▶ WHAT TO DO
Count the lines in the entries that contain "Uuid". Say the number and nothing more.

▶ THE INPUT
= Beginning of Section =
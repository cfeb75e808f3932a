use anyhow::Result;
use redis::{AsyncCommands, Client};
use tracing::warn;
use uuid::Uuid;

use crate::app::invalidation::Invalidation;
use crate::domain::post::PostView;

#[derive(Clone)]
pub struct RedisCache {
    client: Client,
}

impl RedisCache {
    pub async fn connect(redis_url: &str) -> Result<Self> {
        let client = Client::open(redis_url)?;
        let mut conn = client.get_multiplexed_async_connection().await?;
        redis::cmd("PING").query_async::<_, String>(&mut conn).await?;
        Ok(Self { client })
    }

    pub fn client(&self) -> &Client {
        &self.client
    }

    pub async fn ping(&self) -> Result<()> {
        let mut conn = self.client.get_multiplexed_async_connection().await?;
        redis::cmd("PING").query_async::<_, String>(&mut conn).await?;
        Ok(())
    }
}

/// Rendered post views keyed by route path. Without Redis every lookup
/// misses and the card is assembled from the store.
#[derive(Clone)]
pub struct ViewCache {
    redis: Option<RedisCache>,
    ttl_seconds: u64,
}

impl ViewCache {
    pub fn new(redis: Option<RedisCache>, ttl_seconds: u64) -> Self {
        Self { redis, ttl_seconds }
    }

    pub fn disabled() -> Self {
        Self::new(None, 0)
    }

    pub async fn ping(&self) -> Result<()> {
        match &self.redis {
            Some(redis) => redis.ping().await,
            None => Ok(()),
        }
    }

    pub async fn get_post(&self, post_id: Uuid) -> Option<PostView> {
        let redis = self.redis.as_ref()?;
        let key = view_key(&Invalidation::Post(post_id).path());

        let mut conn = redis.client().get_multiplexed_async_connection().await.ok()?;
        let payload = conn.get::<_, Option<String>>(&key).await.ok()??;
        serde_json::from_str::<PostView>(&payload).ok()
    }

    pub async fn put_post(&self, view: &PostView) {
        let Some(redis) = self.redis.as_ref() else {
            return;
        };
        let key = view_key(&Invalidation::Post(view.id).path());

        if let Ok(mut conn) = redis.client().get_multiplexed_async_connection().await {
            if let Ok(payload) = serde_json::to_string(view) {
                if let Err(err) = conn
                    .set_ex::<_, _, ()>(&key, payload, self.ttl_seconds)
                    .await
                {
                    warn!(error = ?err, key = %key, "failed to write view cache");
                }
            }
        }
    }

    pub async fn evict(&self, path: &str) {
        let Some(redis) = self.redis.as_ref() else {
            return;
        };
        let key = view_key(path);

        match redis.client().get_multiplexed_async_connection().await {
            Ok(mut conn) => {
                if let Err(err) = conn.del::<_, ()>(&key).await {
                    warn!(error = ?err, key = %key, "failed to evict cached view");
                }
            }
            Err(err) => warn!(error = ?err, key = %key, "failed to reach view cache"),
        }
    }
}

fn view_key(path: &str) -> String {
    format!("view:{}", path)
}
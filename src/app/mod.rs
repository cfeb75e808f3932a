pub mod engagement;
pub mod error;
pub mod format;
pub mod invalidation;
pub mod notifications;
pub mod posts;
pub mod session;
pub mod store;
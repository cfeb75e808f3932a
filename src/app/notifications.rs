use std::sync::Arc;

use uuid::Uuid;

use crate::app::error::ServiceResult;
use crate::app::session::Actor;
use crate::app::store::{Cursor, EngagementStore};
use crate::domain::notification::Notification;

#[derive(Clone)]
pub struct NotificationService {
    store: Arc<dyn EngagementStore>,
}

impl NotificationService {
    pub fn new(store: Arc<dyn EngagementStore>) -> Self {
        Self { store }
    }

    pub async fn list(
        &self,
        actor: &Actor,
        cursor: Option<Cursor>,
        limit: i64,
    ) -> ServiceResult<Vec<Notification>> {
        Ok(self
            .store
            .list_notifications(actor.user_id, cursor, limit)
            .await?)
    }

    pub async fn mark_read(&self, actor: &Actor, notification_id: Uuid) -> ServiceResult<bool> {
        Ok(self
            .store
            .mark_notification_read(notification_id, actor.user_id)
            .await?)
    }
}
= End of Section =
▶ RESULT FOR THIS TASK
4